Samhain: le portail de l’ombre 

La fin de l’automne est une porte d’entrée dans l’hiver, les anciens celtes l’appelaient Samhain: c’était une grande fête sacrée, qui avait lieu autour du 31 octobre: les hommes se préparaient, comme le fait depuis toujours la nature, à la grande traversée obscure et au temps du repos. Cette sagesse des cycles, nous nous en sommes bien souvent éloignés, et pourtant elle est riche d’enseignements, d’équilibre, d’harmonie et de guérison. Les arbres laissent mourir leurs feuilles à l’automne, les tempêtes arrachent les vieilles branches, la terre s’endort et ralentit, et nous sommes invités à entrer dans cette danse de l’ombre, à ralentir nous aussi, à revenir à l’intérieur, au silence. Et à laisser mourir ce qui nous pèse, ce qui ne nous est plus utile. Faire le vide, pour plus tard laisser de la place au nouveau: c’est ainsi que fonctionne la vie: la mort fait partie de son cycle éternel, elle est honorée et célébrée car elle est toujours suivie d’une renaissance. Cette période est le moment de réfléchir à ce qui dans nos vies doit mourir: parfois c’est un emploi qui ne nous convient plus, une relation qui nous fait souffrir, une douleur trop longtemps portée. Parfois c’est aussi le moment de faire le deuil de ce que nous avons perdu pour avancer de nouveau. Ou d’une période de notre vie qui s’achève. 
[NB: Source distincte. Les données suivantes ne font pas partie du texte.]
//! Shared run state.

use super::history::{Message, MessageHistory, Role};
use super::view::{MemoryWrite, ViewGrant, WorkerView};
use crate::core::worker_id::WorkerId;
use crate::orchestration::step_result::StepResult;
use crate::voting::decision::Decision;
use serde::{Deserialize, Serialize};
use std::collections::BTreeMap;
use std::sync::Arc;

/// Lifetime of a memory value
#[derive(Debug, Clone, Copy, Default, PartialEq, Eq, Serialize, Deserialize)]
#[serde(rename_all = "snake_case")]
pub enum Scope {
    /// Lives for the whole run
    #[default]
    Global,
    /// Cleared when the next step result is committed
    Step,
}

/// Shared state of one run
///
/// Only the orchestrator mutates a `Context`. Workers get a [`WorkerView`]
/// instead. The message history never holds more than its window: every
/// method here that appends enforces it on its own.
#[derive(Debug, Clone)]
pub struct Context {
    global: BTreeMap<String, serde_json::Value>,
    step: BTreeMap<String, serde_json::Value>,
    history: MessageHistory,
    results: Vec<StepResult>,
    decisions: Vec<Decision>,
}

impl Context {
    pub fn new(max_history: usize) -> Self {
        Self {
            global: BTreeMap::new(),
            step: BTreeMap::new(),
            history: MessageHistory::new(max_history),
            results: Vec::new(),
            decisions: Vec::new(),
        }
    }

    pub fn set(&mut self, key: impl Into<String>, value: serde_json::Value, scope: Scope) {
        let key = key.into();
        match scope {
            Scope::Global => {
                self.global.insert(key, value);
            }
            Scope::Step => {
                self.step.insert(key, value);
            }
        }
    }

    /// Step scope shadows global scope
    pub fn get(&self, key: &str) -> Option<&serde_json::Value> {
        self.step.get(key).or_else(|| self.global.get(key))
    }

    pub fn get_or(&self, key: &str, default: serde_json::Value) -> serde_json::Value {
        self.get(key).cloned().unwrap_or(default)
    }

    pub fn history(&self) -> &MessageHistory {
        &self.history
    }

    /// Append a message, dropping the oldest entries if the window is full.
    ///
    /// Returns how many entries were dropped.
    pub fn push_message(&mut self, role: Role, content: impl Into<String>) -> usize {
        self.history.push_truncating(Message::new(role, content))
    }

    /// Replace the oldest `n` history entries with one summary entry
    pub fn fold_history(&mut self, n: usize, summary: impl Into<String>) -> usize {
        self.history.fold_oldest(n, summary)
    }

    /// Drop oldest history entries until the content fits in `max_bytes`
    pub fn truncate_history_to_bytes(&mut self, max_bytes: usize) -> usize {
        self.history.truncate_to_bytes(max_bytes)
    }

    /// Commit a step result. Step-scoped memory ends here.
    pub fn record_result(&mut self, result: StepResult) {
        self.step.clear();
        self.results.push(result);
    }

    pub fn record_decision(&mut self, decision: Decision) {
        self.decisions.push(decision);
    }

    /// Merge buffered view writes in the given order
    pub fn apply_writes(&mut self, writes: impl IntoIterator<Item = MemoryWrite>) -> usize {
        let mut applied = 0;
        for write in writes {
            self.set(write.key, write.value, write.scope);
            applied += 1;
        }
        applied
    }

    pub fn results(&self) -> &[StepResult] {
        &self.results
    }

    pub fn decisions(&self) -> &[Decision] {
        &self.decisions
    }

    pub fn last_result(&self) -> Option<&StepResult> {
        self.results.last()
    }

    pub fn snapshot(&self) -> ContextSnapshot {
        ContextSnapshot {
            memory: self.global.clone(),
            step_memory: self.step.clone(),
            history: self.history.as_slice().to_vec(),
            results: self.results.clone(),
            decisions: self.decisions.clone(),
        }
    }

    pub fn fork_for_worker(&self, worker_id: WorkerId, grant: ViewGrant) -> WorkerView {
        WorkerView::new(worker_id, Arc::new(self.snapshot()), grant)
    }

    /// Fork one view per worker over a single shared snapshot
    pub fn fork_all(&self, workers: &[WorkerId], grant: &ViewGrant) -> Vec<WorkerView> {
        let snapshot = Arc::new(self.snapshot());
        workers
            .iter()
            .map(|id| WorkerView::new(id.clone(), Arc::clone(&snapshot), grant.clone()))
            .collect()
    }
}

/// Serializable copy of a context
#[derive(Debug, Clone, Default, PartialEq, Serialize, Deserialize)]
pub struct ContextSnapshot {
    pub memory: BTreeMap<String, serde_json::Value>,
    #[serde(default, skip_serializing_if = "BTreeMap::is_empty")]
    pub step_memory: BTreeMap<String, serde_json::Value>,
    pub history: Vec<Message>,
    pub results: Vec<StepResult>,
    pub decisions: Vec<Decision>,
}

impl ContextSnapshot {
    pub fn get(&self, key: &str) -> Option<&serde_json::Value> {
        self.step_memory.get(key).or_else(|| self.memory.get(key))
    }
}
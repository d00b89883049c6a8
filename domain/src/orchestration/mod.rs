//! Value types produced by running steps: results and events.

pub mod event;
pub mod step_result;

pub use event::{Event, EventDraft, EventKind};
pub use step_result::{
    FAILURE_MARKER, ItemOutput, StepOutput, StepResult, StepStatus, WorkerOutcome,
};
En Ecosse, il y a des tas d’histoires sur une très vieille déesse, qui est la gardienne de Samhain et de cette période hivernale. On l’appelle la Cailleach. Nous lui avons consacré une grande et belle exposition en 2019, qui recommencera à tourner en France dès que cela sera à nouveau possible.

Qui est-elle exactement, cette Cailleach au nom barbare, venue du fond des âges, et qui se tient à la porte de Samhain?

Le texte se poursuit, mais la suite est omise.